This special photo is very precious indeed. Sent to me by Halamangua (check out his blog),the photo brought back many hours of warm memories. The wire basket was the popular egg basket of the 50's and almost every household had this practical egg basket. Eggs could be carried for long distances without getting broken. And the airy basket could keep the eggs fresh for days. Besides, a hard wire basket like this could stand up and withstand any kind of shaking. All the important criteria were thought out when the designer thought of making such a wonderful wire basket!!
It could also be hung up to prevent rats from eating the eggs too!! So it was really a very significant farm basket.
My mother owned one of these collapsible egg basket, a later design of egg basket. It has to be hung but it has almost all the other features of a good egg basket.
So,I am glad "Halamangua" is very happy to share with me the photo of his mother's egg basket which is "older than him". Thank you Stephen.
This vintage wire basket is indeed a good antique to show our heritage, which is also shared by many world wide.
Starting in the 1920's the French and Americans were leading in egg production and modern agriculture was making many farmers wealthy. Eggs were sold at premium prices and restaurants were serving new exotic chicken dishes.
In 1952 Colonet Sanders founded KFC and fried chicken became a favourite food world wide. After the 1950's chicken rearing became "factory" in style!
Eggs need to be kept in airy baskets to protect its quality.

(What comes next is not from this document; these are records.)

//! Reorder recommendation synthesis and ledger reconciliation
//!
//! A recompute turns forecast records into drafts, then plans how the open
//! ledger has to change: create unmatched drafts, update drifted ones, expire
//! recommendations whose condition has cleared.

use std::collections::{HashMap, HashSet};

use chrono::{Duration, NaiveDate};
use rust_decimal::Decimal;
use serde_json::json;
use uuid::Uuid;

use crate::forecasting::latest_order_date;
use crate::models::{
    ForecastRecord, ForecastStatus, KitRecommendation, RecommendationDraft, RecommendationReason,
    RiskFactorType,
};

/// Deficits backed by at least this many visits get the higher confidence
pub const WELL_SUPPORTED_VISITS: i32 = 5;

pub const EXPIRED_RESOLVED_REASON: &str =
    "Condition resolved: projected supply now covers demand and buffer";
pub const EXPIRED_DUPLICATE_REASON: &str =
    "Superseded by another open recommendation for the same kit type and reason";

/// Reason type a forecast record calls for, if any
pub fn reason_for(record: &ForecastRecord) -> Option<RecommendationReason> {
    if record.recommended_order_qty <= 0 {
        return None;
    }
    match record.status {
        ForecastStatus::Critical if record.deficit > 0 => Some(RecommendationReason::Deficit),
        ForecastStatus::Warning => Some(RecommendationReason::Buffer),
        _ => None,
    }
}

/// Confidence in a recommendation, two decimals in `[0.10, 0.90]`
pub fn confidence_for(record: &ForecastRecord, reason: RecommendationReason) -> Decimal {
    let base = match reason {
        RecommendationReason::Deficit if record.visits_scheduled >= WELL_SUPPORTED_VISITS => {
            Decimal::new(90, 2)
        }
        RecommendationReason::Deficit => Decimal::new(75, 2),
        RecommendationReason::Buffer => Decimal::new(60, 2),
    };
    let surge_penalty = if record.has_factor(RiskFactorType::DemandSurge) {
        Decimal::new(10, 2)
    } else {
        Decimal::ZERO
    };
    (base - surge_penalty).max(Decimal::new(10, 2)).round_dp(2)
}

fn reason_text(record: &ForecastRecord, reason: RecommendationReason) -> String {
    match reason {
        RecommendationReason::Deficit => format!(
            "Projected shortfall of {} {} kits for {} scheduled visits in the next {} days",
            record.deficit, record.kit_type_name, record.visits_scheduled, record.horizon_days
        ),
        RecommendationReason::Buffer => format!(
            "{} {} kits expire within {} days; order {} to keep a buffer of {}",
            record.kits_expiring_soon,
            record.kit_type_name,
            record.horizon_days,
            record.recommended_order_qty,
            record.buffer_target
        ),
    }
}

/// Forecast inputs that produced a recommendation, kept for audit
pub fn metadata_snapshot(record: &ForecastRecord) -> serde_json::Value {
    json!({
        "kit_type_name": record.kit_type_name,
        "horizon_days": record.horizon_days,
        "visits_scheduled": record.visits_scheduled,
        "kits_required": record.kits_required,
        "buffer_target": record.buffer_target,
        "required_with_buffer": record.required_with_buffer,
        "kits_available": record.kits_available,
        "kits_expiring_soon": record.kits_expiring_soon,
        "pending_order_quantity": record.pending_order_quantity,
        "original_deficit": record.original_deficit,
        "deficit": record.deficit,
        "status": record.status,
        "risk_score": record.risk_score,
        "risk_level": record.risk_level,
        "lead_time_days": record.settings.lead_time_days,
        "auto_order_enabled": record.settings.auto_order_enabled,
    })
}

/// Turn one forecast record into a draft, if it needs ordering
pub fn draft_for(record: &ForecastRecord, today: NaiveDate) -> Option<RecommendationDraft> {
    let reason_type = reason_for(record)?;
    let window_start = record.window_start.unwrap_or(today);
    let window_end = record
        .window_end
        .unwrap_or_else(|| today + Duration::days(i64::from(record.horizon_days)));

    Some(RecommendationDraft {
        kit_type_id: record.kit_type_id,
        reason_type,
        recommended_quantity: record.recommended_order_qty,
        reason: reason_text(record, reason_type),
        window_start,
        window_end,
        latest_order_date: latest_order_date(
            record.window_start,
            record.settings.lead_time_days,
            today,
        ),
        confidence: confidence_for(record, reason_type),
        metadata: metadata_snapshot(record),
    })
}

/// Drafts for every record that needs ordering
pub fn draft_recommendations(
    records: &[ForecastRecord],
    today: NaiveDate,
) -> Vec<RecommendationDraft> {
    records.iter().filter_map(|r| draft_for(r, today)).collect()
}

/// A single ledger change
#[derive(Debug, Clone, PartialEq)]
pub enum ReconcileAction {
    Create(RecommendationDraft),
    Update {
        existing: KitRecommendation,
        draft: RecommendationDraft,
    },
    Expire {
        existing: KitRecommendation,
        reason: String,
    },
}

/// Ledger changes for one recompute
#[derive(Debug, Clone, Default, PartialEq)]
pub struct ReconcilePlan {
    pub actions: Vec<ReconcileAction>,
    pub unchanged: usize,
}

impl ReconcilePlan {
    pub fn created(&self) -> usize {
        self.count(|a| matches!(a, ReconcileAction::Create(_)))
    }

    pub fn updated(&self) -> usize {
        self.count(|a| matches!(a, ReconcileAction::Update { .. }))
    }

    pub fn expired(&self) -> usize {
        self.count(|a| matches!(a, ReconcileAction::Expire { .. }))
    }

    pub fn is_empty(&self) -> bool {
        self.actions.is_empty()
    }

    fn count(&self, pred: impl Fn(&ReconcileAction) -> bool) -> usize {
        self.actions.iter().filter(|a| pred(a)).count()
    }
}

/// Match drafts against the open ledger by (kit type, reason).
///
/// Non-open recommendations are ignored. When several open rows share a key,
/// the oldest is matched and the rest are expired as duplicates.
pub fn plan_reconciliation(
    drafts: Vec<RecommendationDraft>,
    existing: &[KitRecommendation],
) -> ReconcilePlan {
    let mut open: Vec<&KitRecommendation> =
        existing.iter().filter(|r| r.status.is_open()).collect();
    open.sort_by(|a, b| a.created_at.cmp(&b.created_at).then(a.id.cmp(&b.id)));

    let mut by_key: HashMap<(Uuid, RecommendationReason), &KitRecommendation> = HashMap::new();
    let mut plan = ReconcilePlan::default();

    for rec in &open {
        if by_key.contains_key(&rec.key()) {
            plan.actions.push(ReconcileAction::Expire {
                existing: (*rec).clone(),
                reason: EXPIRED_DUPLICATE_REASON.to_string(),
            });
        } else {
            by_key.insert(rec.key(), *rec);
        }
    }

    let mut matched: HashSet<Uuid> = HashSet::new();
    for draft in drafts {
        match by_key.get(&draft.key()) {
            Some(rec) => {
                matched.insert(rec.id);
                if draft.differs_from(rec) {
                    plan.actions.push(ReconcileAction::Update {
                        existing: (*rec).clone(),
                        draft,
                    });
                } else {
                    plan.unchanged += 1;
                }
            }
            None => plan.actions.push(ReconcileAction::Create(draft)),
        }
    }

    for rec in open {
        let kept = by_key.get(&rec.key()).is_some_and(|kept| kept.id == rec.id);
        if kept && !matched.contains(&rec.id) {
            plan.actions.push(ReconcileAction::Expire {
                existing: rec.clone(),
                reason: EXPIRED_RESOLVED_REASON.to_string(),
            });
        }
    }

    plan
}

#[cfg(test)]
mod tests {
    use super::*;
    use crate::models::{EffectiveSettings, RecommendationStatus, RiskLevel, SettingsSource};
    use chrono::Utc;

    fn today() -> NaiveDate {
        NaiveDate::from_ymd_opt(2025, 4, 1).unwrap()
    }

    fn record(status: ForecastStatus, deficit: i32, qty: i32) -> ForecastRecord {
        ForecastRecord {
            kit_type_id: Uuid::new_v4(),
            kit_type_name: "Blood Draw Kit".to_string(),
            horizon_days: 30,
            visits_scheduled: 10,
            kits_required: 10,
            optional_kits_required: 0,
            buffer_target: 3,
            required_with_buffer: 13,
            kits_available: 8,
            kits_expiring_soon: 0,
            pending_order_quantity: 0,
            overdue_order_quantity: 0,
            original_deficit: deficit,
            deficit,
            status,
            risk_score: Decimal::from(40),
            risk_level: RiskLevel::Medium,
            risk_factors: vec![],
            recommended_order_qty: qty,
            recent_visits: 0,
            window_start: Some(NaiveDate::from_ymd_opt(2025, 4, 10).unwrap()),
            window_end: Some(NaiveDate::from_ymd_opt(2025, 4, 28).unwrap()),
            upcoming_visits: vec![],
            pending_orders: vec![],
            settings: EffectiveSettings {
                min_on_hand: 0,
                buffer_days: 7,
                lead_time_days: 5,
                auto_order_enabled: false,
                study_buffer_kits: 0,
                kit_type_buffer_kits: 0,
                source: SettingsSource::StudyDefault,
            },
        }
    }

    fn persisted(draft: &RecommendationDraft) -> KitRecommendation {
        KitRecommendation {
            id: Uuid::new_v4(),
            study_id: Uuid::nil(),
            kit_type_id: draft.kit_type_id,
            reason_type: draft.reason_type,
            status: RecommendationStatus::New,
            recommended_quantity: draft.recommended_quantity,
            reason: draft.reason.clone(),
            window_start: draft.window_start,
            window_end: draft.window_end,
            latest_order_date: draft.latest_order_date,
            confidence: draft.confidence,
            metadata: draft.metadata.clone(),
            dismissed_reason: None,
            acted_at: None,
            dismissed_at: None,
            created_at: Utc::now(),
            updated_at: Utc::now(),
        }
    }

    #[test]
    fn deficit_draft_walks_lead_time_back() {
        let draft = draft_for(&record(ForecastStatus::Critical, 5, 5), today()).unwrap();
        assert_eq!(draft.reason_type, RecommendationReason::Deficit);
        assert_eq!(draft.recommended_quantity, 5);
        assert_eq!(
            draft.latest_order_date,
            NaiveDate::from_ymd_opt(2025, 4, 5).unwrap()
        );
        assert_eq!(draft.confidence, Decimal::new(90, 2));
    }

    #[test]
    fn ok_records_produce_no_draft() {
        assert!(draft_for(&record(ForecastStatus::Ok, 0, 0), today()).is_none());
        assert!(draft_for(&record(ForecastStatus::Warning, 0, 0), today()).is_none());
    }

    #[test]
    fn buffer_draft_has_lower_confidence() {
        let mut r = record(ForecastStatus::Warning, 0, 4);
        r.kits_expiring_soon = 4;
        let draft = draft_for(&r, today()).unwrap();
        assert_eq!(draft.reason_type, RecommendationReason::Buffer);
        assert_eq!(draft.confidence, Decimal::new(60, 2));
        assert!(draft.reason.contains("expire"));
    }

    #[test]
    fn creates_then_leaves_unchanged() {
        let drafts = draft_recommendations(&[record(ForecastStatus::Critical, 5, 5)], today());
        let plan = plan_reconciliation(drafts.clone(), &[]);
        assert_eq!(plan.created(), 1);

        let ledger: Vec<_> = drafts.iter().map(persisted).collect();
        let second = plan_reconciliation(drafts, &ledger);
        assert!(second.is_empty());
        assert_eq!(second.unchanged, 1);
    }

    #[test]
    fn updates_when_quantity_drifts() {
        let r = record(ForecastStatus::Critical, 5, 5);
        let ledger = vec![persisted(&draft_for(&r, today()).unwrap())];

        let mut worse = r.clone();
        worse.deficit = 8;
        worse.recommended_order_qty = 8;
        let plan = plan_reconciliation(draft_recommendations(&[worse], today()), &ledger);
        assert_eq!(plan.updated(), 1);
        assert_eq!(plan.created(), 0);
    }

    #[test]
    fn expires_resolved_and_ignores_closed() {
        let r = record(ForecastStatus::Critical, 5, 5);
        let open = persisted(&draft_for(&r, today()).unwrap());
        let mut dismissed = open.clone();
        dismissed.id = Uuid::new_v4();
        dismissed.status = RecommendationStatus::Dismissed;

        let plan = plan_reconciliation(vec![], &[open.clone(), dismissed]);
        assert_eq!(plan.expired(), 1);
        match &plan.actions[0] {
            ReconcileAction::Expire { existing, reason } => {
                assert_eq!(existing.id, open.id);
                assert_eq!(reason, EXPIRED_RESOLVED_REASON);
            }
            other => panic!("unexpected action {:?}", other),
        }
    }

    #[test]
    fn duplicate_open_rows_collapse_to_oldest() {
        let r = record(ForecastStatus::Critical, 5, 5);
        let draft = draft_for(&r, today()).unwrap();
        let older = persisted(&draft);
        let mut newer = persisted(&draft);
        newer.created_at = older.created_at + chrono::Duration::seconds(1);

        let plan = plan_reconciliation(vec![draft], &[newer.clone(), older]);
        assert_eq!(plan.expired(), 1);
        assert_eq!(plan.unchanged, 1);
        match &plan.actions[0] {
            ReconcileAction::Expire { existing, reason } => {
                assert_eq!(existing.id, newer.id);
                assert_eq!(reason, EXPIRED_DUPLICATE_REASON);
            }
            other => panic!("unexpected action {:?}", other),
        }
    }

    #[test]
    fn reason_switch_expires_old_and_creates_new() {
        let r = record(ForecastStatus::Critical, 5, 5);
        let ledger = vec![persisted(&draft_for(&r, today()).unwrap())];

        let mut buffer = r.clone();
        buffer.status = ForecastStatus::Warning;
        buffer.deficit = 0;
        buffer.kits_expiring_soon = 3;
        buffer.recommended_order_qty = 3;

        let plan = plan_reconciliation(draft_recommendations(&[buffer], today()), &ledger);
        assert_eq!(plan.created(), 1);
        assert_eq!(plan.expired(), 1);
    }
}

And Foochow housewives knew this important rule.
An excerpt from an article by Phillip J. Clauer, Poultry Extension Specialist
Animal & Poultry Sciences Department
Collect eggs in an easy to clean container like coated wire baskets or plastic egg flats. This will prevent stains from rusted metal and contamination from other materials which are difficult to clean and disinfect.
Do not stack eggs too high. If collecting in baskets do not stack eggs more than 5 layers deep. If using plastic flats do not stack more than 6 flats. If you stack eggs too deep you will increase breakage.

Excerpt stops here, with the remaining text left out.